Я подала ему стакан виски. Он задумчиво смотрел с высоты моего двенадцатого этажа на белеющие крыши.
— Вы не находите, что это все-таки странная штука?
— Что, снег?
— Нет, нет — наша память.
— Конечно. Но почему вы спросили?
— Все или почти все, что я вам сейчас рассказываю, я предал забвению. Прошло пятнадцать лет. Но вот я у вас, и все вернулось.
— Мы об этом уже говорили.
— Да, но меня сейчас интересует другое. Из тысячи событий я без всяких видимых причин одни помню, другие забываю. Отчего, почему одни сохраняются в памяти, другие стираются? Я хочу сказать, какой тут биологический механизм?
— Если бы мы это знали, мне и моим коллегам было бы намного легче работать.
— А мы совсем ничего не знаем?
— Нет, отчего же. Знаем, и даже довольно много. Как нейроны получают химические метки в соответствии с определенными кодами нуклеиновых кислот. И в коре головного мозга остаются неизгладимые следы, которые вбирает в себя память. Однако следы эти стираются или видоизменяются. Что же меняется — химические метки, коды? Можно подумать, что именно они. Но вот наступает вечер вроде сегодняшнего, и следы обнаруживаются, оказывается, они никуда не делись, метки, коды — все на своем месте.
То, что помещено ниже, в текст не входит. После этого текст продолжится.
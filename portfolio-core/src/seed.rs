//! Built-in starting document
//!
//! Used when neither the local cache nor the remote store has anything to
//! offer. The seed carries no `lastUpdated`, so any stamped copy beats it.

use crate::document::{CustomIcons, PhotoStats, PortfolioDocument, Profile, SeStats};
use crate::entities::{PortfolioCategory, Project, ProjectStatus, Service, Skill, SkillCategory, SkillLevel};

impl PortfolioDocument {
    /// The hardcoded default document
    pub fn seed() -> Self {
        PortfolioDocument {
            profile: Profile {
                name: "Your Name".into(),
                role: "Software Engineer & Photographer".into(),
                welcome_message: "Welcome to my personal page".into(),
                avatar_url: None,
                background_image_url: None,
                years_of_experience: Some(5.0),
                projects_count: Some(100.0),
                clients_count: Some(50.0),
                technologies_count: Some(15.0),
                custom_icons: Some(CustomIcons::default()),
                se_stats: Some(SeStats { years: 5.0, projects: 100.0, clients: 50.0, technologies: 15.0 }),
                photo_stats: Some(PhotoStats { years: 5.0, projects: 100.0, clients: 50.0, awards: 0.0 }),
            },
            skills: vec![
                Skill {
                    id: "1".into(),
                    name: "React & TypeScript".into(),
                    level: SkillLevel::Expert,
                    years_of_experience: 5.0,
                    category: SkillCategory::Frontend,
                    icon_url: None,
                },
                Skill {
                    id: "2".into(),
                    name: "Node.js & Express".into(),
                    level: SkillLevel::Advanced,
                    years_of_experience: 4.0,
                    category: SkillCategory::Backend,
                    icon_url: None,
                },
            ],
            projects: vec![
                Project {
                    id: "1".into(),
                    title: "E-Commerce Platform".into(),
                    description: "Full-stack storefront with payments and an admin dashboard".into(),
                    image: None,
                    technologies: vec!["React".into(), "Node.js".into(), "MongoDB".into(), "AWS".into()],
                    link: None,
                    status: Some(ProjectStatus::Live),
                },
                Project {
                    id: "2".into(),
                    title: "Real-time Chat Application".into(),
                    description: "Messaging app with live presence and typing indicators".into(),
                    image: None,
                    technologies: vec!["Socket.io".into(), "Redis".into(), "Express".into(), "React".into()],
                    link: None,
                    status: Some(ProjectStatus::Live),
                },
            ],
            experiences: Vec::new(),
            achievements: Vec::new(),
            services: vec![
                Service {
                    id: "1".into(),
                    name: "Portrait Photography".into(),
                    description: "Professional portraits in studio or on location".into(),
                    icon: "Users".into(),
                    color: "from-pink-500 to-rose-500".into(),
                },
                Service {
                    id: "2".into(),
                    name: "Landscape Photography".into(),
                    description: "Natural scenery and travel photography".into(),
                    icon: "Eye".into(),
                    color: "from-green-500 to-emerald-500".into(),
                },
            ],
            portfolio_categories: vec![
                PortfolioCategory {
                    id: "1".into(),
                    category: "Portrait".into(),
                    gradient: "from-pink-500 to-rose-600".into(),
                    image: None,
                    images: Vec::new(),
                },
                PortfolioCategory {
                    id: "2".into(),
                    category: "Landscape".into(),
                    gradient: "from-green-500 to-emerald-600".into(),
                    image: None,
                    images: Vec::new(),
                },
            ],
            last_updated: None,
        }
    }
}

#[cfg(test)]
mod tests {
    use super::*;
    use crate::mutation::{Collection, Entity};
    use std::collections::HashSet;

    #[test]
    fn test_seed_is_unstamped() {
        assert_eq!(PortfolioDocument::seed().last_updated, None);
    }

    #[test]
    fn test_seed_ids_unique_per_collection() {
        let seed = PortfolioDocument::seed();
        fn unique<E: Entity>(doc: &PortfolioDocument) -> bool {
            let ids: HashSet<&str> = E::sequence(doc).iter().map(|e| e.id()).collect();
            ids.len() == E::sequence(doc).len()
        }
        assert!(unique::<Skill>(&seed));
        assert!(unique::<Project>(&seed));
        assert!(unique::<Service>(&seed));
        assert!(unique::<PortfolioCategory>(&seed));
        assert_eq!(Collection::ALL.len(), 6);
    }

    #[test]
    fn test_seed_serializes_with_profile() {
        let value = serde_json::to_value(PortfolioDocument::seed()).unwrap();
        assert_eq!(value["profile"]["role"], "Software Engineer & Photographer");
        assert!(value.get("lastUpdated").is_none());
    }
}
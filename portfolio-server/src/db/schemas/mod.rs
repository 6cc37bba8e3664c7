//! Stored document layouts

pub mod portfolio;

pub use portfolio::{from_stored, live_filter, upsert_update, PORTFOLIO_KEYS};
//! Local offline cache
//!
//! One string-keyed entry holding the serialized document. Written
//! synchronously on every committed mutation and read at startup. A missing
//! or unparseable entry reads as `None`.

use portfolio_core::PortfolioDocument;
use std::path::{Path, PathBuf};
use std::sync::{Mutex, PoisonError};
use tracing::warn;

use crate::error::Result;

/// Default entry key
pub const DEFAULT_CACHE_KEY: &str = "portfolio-data";

pub trait LocalCache: Send + Sync {
    /// Cached document, if present and well-formed
    fn read(&self) -> Option<PortfolioDocument>;

    /// Replace the cached document
    fn write(&self, doc: &PortfolioDocument) -> Result<()>;
}

fn parse_entry(raw: &str, origin: &str) -> Option<PortfolioDocument> {
    match PortfolioDocument::from_json(raw) {
        Ok(doc) => Some(doc),
        Err(e) => {
            warn!(origin, error = %e, "Ignoring malformed cache entry");
            None
        }
    }
}

// ============================================================================
// File cache
// ============================================================================

/// Cache stored as `<dir>/<key>.json`
#[derive(Debug, Clone)]
pub struct FileCache {
    path: PathBuf,
}

impl FileCache {
    pub fn new(dir: impl AsRef<Path>, key: &str) -> Self {
        Self {
            path: dir.as_ref().join(format!("{}.json", key)),
        }
    }

    pub fn path(&self) -> &Path {
        &self.path
    }
}

impl LocalCache for FileCache {
    fn read(&self) -> Option<PortfolioDocument> {
        match std::fs::read_to_string(&self.path) {
            Ok(raw) => parse_entry(&raw, &self.path.display().to_string()),
            Err(e) if e.kind() == std::io::ErrorKind::NotFound => None,
            Err(e) => {
                warn!(path = %self.path.display(), error = %e, "Failed to read cache");
                None
            }
        }
    }

    fn write(&self, doc: &PortfolioDocument) -> Result<()> {
        if let Some(parent) = self.path.parent() {
            std::fs::create_dir_all(parent)?;
        }
        let json = doc.to_json()?;
        // Write-then-rename so a crash never leaves a half-written entry
        let tmp = self.path.with_extension("json.tmp");
        std::fs::write(&tmp, json)?;
        std::fs::rename(&tmp, &self.path)?;
        Ok(())
    }
}

// ============================================================================
// Memory cache
// ============================================================================

/// Cache held in process memory
#[derive(Debug, Default)]
pub struct MemoryCache {
    entry: Mutex<Option<String>>,
}

impl MemoryCache {
    pub fn new() -> Self {
        Self::default()
    }

    /// Start with a pre-serialized entry, which need not be valid JSON
    pub fn with_raw(raw: impl Into<String>) -> Self {
        Self {
            entry: Mutex::new(Some(raw.into())),
        }
    }

    pub fn with_document(doc: &PortfolioDocument) -> Result<Self> {
        Ok(Self::with_raw(doc.to_json()?))
    }

    /// The stored string, exactly as written
    pub fn raw(&self) -> Option<String> {
        self.entry.lock().unwrap_or_else(PoisonError::into_inner).clone()
    }
}

impl LocalCache for MemoryCache {
    fn read(&self) -> Option<PortfolioDocument> {
        self.raw().and_then(|raw| parse_entry(&raw, "memory"))
    }

    fn write(&self, doc: &PortfolioDocument) -> Result<()> {
        let json = doc.to_json()?;
        *self.entry.lock().unwrap_or_else(PoisonError::into_inner) = Some(json);
        Ok(())
    }
}

#[cfg(test)]
mod tests {
    use super::*;
    use tempfile::TempDir;

    #[test]
    fn test_file_cache_missing_is_none() {
        let dir = TempDir::new().unwrap();
        let cache = FileCache::new(dir.path(), DEFAULT_CACHE_KEY);
        assert!(cache.read().is_none());
    }

    #[test]
    fn test_file_cache_write_then_read() {
        let dir = TempDir::new().unwrap();
        let cache = FileCache::new(dir.path().join("nested"), "entry");

        let mut doc = PortfolioDocument::seed();
        doc.touch_at(1234);
        cache.write(&doc).unwrap();

        assert!(cache.path().ends_with("nested/entry.json"));
        assert_eq!(cache.read(), Some(doc));
        assert!(!dir.path().join("nested/entry.json.tmp").exists());
    }

    #[test]
    fn test_file_cache_malformed_is_none() {
        let dir = TempDir::new().unwrap();
        let cache = FileCache::new(dir.path(), "entry");
        std::fs::write(cache.path(), "{ not json").unwrap();
        assert!(cache.read().is_none());
    }

    #[test]
    fn test_memory_cache() {
        let cache = MemoryCache::new();
        assert!(cache.read().is_none());

        let doc = PortfolioDocument::seed();
        cache.write(&doc).unwrap();
        assert_eq!(cache.read(), Some(doc));
    }

    #[test]
    fn test_memory_cache_malformed_is_none() {
        assert!(MemoryCache::with_raw("[1,2").read().is_none());
        assert!(MemoryCache::with_raw("{\"skills\":[]}").read().is_none());
    }
}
В чем же дело? Мы ищем. Но до ответа еще далеко.
— Я признаюсь вам в одном своем свойстве. Когда я что-нибудь вижу или что-нибудь делаю, я часто знаю, знаю заранее, буду я это помнить или нет. Это зависит от моего отношения к факту. Есть вещи, которые я заранее выкорчевываю из своей памяти. Как я это делаю, не знаю сам. Впрочем, они могут вспомниться, если я открою задвижку.
— Как сейчас.
— Да, странно. Под самой страшной пыткой я бы не вспомнил эту сцену в Люксембургском саду. Выкорчевана — во всяком случае, в самом главном. Но вот вы здесь — и все ожило.
— Так-так. Что же эта за сцена?
— В Люксембургском саду. С Реми.
— А-а! Наконец-то! Каким образом вы его нашли?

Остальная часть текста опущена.